• **Your assignment**:
Read the lines of the data below and retrieve those with "first".

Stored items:
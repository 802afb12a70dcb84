//! Toast notifications — transient messages in the top-right corner.
//!
//! A refresh shows a spinner toast until its result arrives; the spinner is
//! then resolved into an ordinary expiring toast.

use std::collections::VecDeque;
use std::time::{Duration, Instant};

use ratatui::{
    layout::Rect,
    style::{Modifier, Style},
    text::{Line, Span},
    widgets::{Clear, Paragraph},
    Frame,
};
use unicode_width::UnicodeWidthStr;

use crate::theme::{C_TOAST_ERROR, C_TOAST_INFO, C_TOAST_SUCCESS};

#[derive(Debug, Clone, Copy, PartialEq)]
pub enum Severity {
    Success,
    Error,
}

impl Severity {
    fn icon(self) -> &'static str {
        match self {
            Self::Success => "✓",
            Self::Error => "✗",
        }
    }

    fn color(self) -> ratatui::style::Color {
        match self {
            Self::Success => C_TOAST_SUCCESS,
            Self::Error => C_TOAST_ERROR,
        }
    }
}

struct Toast {
    message: String,
    severity: Severity,
    expires: Instant,
}

pub const SPINNER_FRAMES: &[&str] = &["⣾", "⣽", "⣻", "⢿", "⡿", "⣟", "⣯", "⣷"];

pub struct ToastManager {
    toasts: VecDeque<Toast>,
    spinner: Option<String>,
    frame: usize,
    max_visible: usize,
}

impl ToastManager {
    pub fn new() -> Self {
        Self {
            toasts: VecDeque::new(),
            spinner: None,
            frame: 0,
            max_visible: 4,
        }
    }

    pub fn push(&mut self, message: impl Into<String>, severity: Severity, duration: Duration) {
        let msg = message.into();
        self.toasts.retain(|t| t.message != msg);
        self.toasts.push_back(Toast {
            message: msg,
            severity,
            expires: Instant::now() + duration,
        });
        while self.toasts.len() > self.max_visible * 2 {
            self.toasts.pop_front();
        }
    }

    pub fn success(&mut self, message: impl Into<String>) {
        self.push(message, Severity::Success, Duration::from_secs(3));
    }

    pub fn error(&mut self, message: impl Into<String>) {
        self.push(message, Severity::Error, Duration::from_secs(5));
    }

    /// Start or replace the spinner.  It animates on `tick()` and stays
    /// until resolved or dismissed.
    pub fn spinner(&mut self, message: impl Into<String>) {
        self.spinner = Some(message.into());
    }

    pub fn resolve_spinner(&mut self, severity: Severity, message: impl Into<String>) {
        self.spinner = None;
        let duration = match severity {
            Severity::Error => Duration::from_secs(5),
            _ => Duration::from_secs(3),
        };
        self.push(message, severity, duration);
    }

    pub fn dismiss_spinner(&mut self) {
        self.spinner = None;
    }

    /// Drop expired toasts and advance the spinner. Call each tick.
    pub fn tick(&mut self) {
        let now = Instant::now();
        self.toasts.retain(|t| t.expires > now);
        self.frame = (self.frame + 1) % SPINNER_FRAMES.len();
    }

    pub fn spinner_glyph(&self) -> &'static str {
        SPINNER_FRAMES[self.frame % SPINNER_FRAMES.len()]
    }

    pub fn is_empty(&self) -> bool {
        self.toasts.is_empty() && self.spinner.is_none()
    }

    fn messages(&self) -> impl Iterator<Item = (&str, &str, ratatui::style::Color)> {
        let spinner = self
            .spinner
            .as_deref()
            .map(|m| (self.spinner_glyph(), m, C_TOAST_INFO));
        let toasts = self
            .toasts
            .iter()
            .rev()
            .take(self.max_visible)
            .map(|t| (t.severity.icon(), t.message.as_str(), t.severity.color()));
        spinner.into_iter().chain(toasts)
    }

    /// Render toasts in the top-right corner of `area`, spinner first.
    pub fn draw(&self, frame: &mut Frame, area: Rect) {
        if self.is_empty() {
            return;
        }
        let max_width = (area.width / 2).clamp(30, 60).min(area.width);
        let mut y = area.y + 1;

        for (icon, message, color) in self.messages() {
            if y >= area.y + area.height {
                break;
            }
            let w = (message.width() as u16 + 4).min(max_width);
            let toast_area = Rect {
                x: area.x + area.width.saturating_sub(w + 1),
                y,
                width: w,
                height: 1,
            };
            frame.render_widget(Clear, toast_area);
            let paragraph = Paragraph::new(Line::from(Span::styled(
                format!(" {} {} ", icon, message),
                Style::default().fg(color).add_modifier(Modifier::BOLD),
            )));
            frame.render_widget(paragraph, toast_area);
            y += 1;
        }
    }
}

impl Default for ToastManager {
    fn default() -> Self {
        Self::new()
    }
}

#[cfg(test)]
mod tests {
    use super::*;

    #[test]
    fn test_duplicates_collapse() {
        let mut toasts = ToastManager::new();
        toasts.success("refreshed");
        toasts.success("refreshed");
        assert_eq!(toasts.messages().count(), 1);
    }

    #[test]
    fn test_spinner_resolves_into_toast() {
        let mut toasts = ToastManager::new();
        toasts.spinner("refreshing…");
        let first: Vec<_> = toasts.messages().map(|(_, m, _)| m.to_string()).collect();
        assert_eq!(first, ["refreshing…"]);

        toasts.resolve_spinner(Severity::Error, "refresh failed");
        let (icon, msg, color) = toasts.messages().next().unwrap();
        assert_eq!((icon, msg), ("✗", "refresh failed"));
        assert_eq!(color, C_TOAST_ERROR);
    }

    #[test]
    fn test_expired_toasts_removed_on_tick() {
        let mut toasts = ToastManager::new();
        toasts.push("gone", Severity::Success, Duration::ZERO);
        toasts.tick();
        assert!(toasts.is_empty());
    }
}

• **Answer to the problem**:
    /// Render toasts in the top-right corner of `area`, spinner first.
        let first: Vec<_> = toasts.messages().map(|(_, m, _)| m.to_string()).collect();
        assert_eq!(first, ["refreshing…"]);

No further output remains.